▶ WHAT YOU NEED TO DO:
Copy out each line below exactly as it appears.

▶ RECORDS FOR THE TASK:
*****
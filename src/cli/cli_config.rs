use std::path::PathBuf;

use arkres_config::{Config, ConfigCli};
use arkres_consts::consts;
use clap::Parser;
use miette::IntoDiagnostic;

/// Where the configuration comes from.
#[derive(Parser, Debug, Default, Clone)]
pub struct ConfigArgs {
    /// Path to the configuration file, `arkres.toml` in the working directory
    /// is used when it exists.
    #[arg(long, env = "ARKRES_CONFIG", help_heading = consts::CLAP_CONFIG_OPTIONS)]
    pub config: Option<PathBuf>,

    #[clap(flatten)]
    pub config_cli: ConfigCli,
}

impl ConfigArgs {
    /// Loads the configuration file with the command line layered on top.
    pub fn load(&self) -> miette::Result<Config> {
        Config::load(self.config.as_deref(), &self.config_cli).into_diagnostic()
    }
}
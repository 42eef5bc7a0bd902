pub mod consts;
*****
▶ EXERCISE RESPONSE:
filename src/cli/cli_config.rs
use std::path::PathBuf;

use arkres_config::{Config, ConfigCli};
use arkres_consts::consts;
use clap::Parser;
use miette::IntoDiagnostic;

/// Where the configuration comes from.
#[derive(Parser, Debug, Default, Clone)]
pub struct ConfigArgs {
    /// Path to the configuration file, `arkres.toml` in the working directory
    /// is used when it exists.
    #[arg(long, env = "ARKRES_CONFIG", help_heading = consts::CLAP_CONFIG_OPTIONS)]
    pub config: Option<PathBuf>,

    #[clap(flatten)]
    pub config_cli: ConfigCli,
}

impl ConfigArgs {
    /// Loads the configuration file with the command line layered on top.
    pub fn load(&self) -> miette::Result<Config> {
        Config::load(self.config.as_deref(), &self.config_cli).into_diagnostic()
    }
}
repository 42eef5bc7a0bd902
pub mod consts;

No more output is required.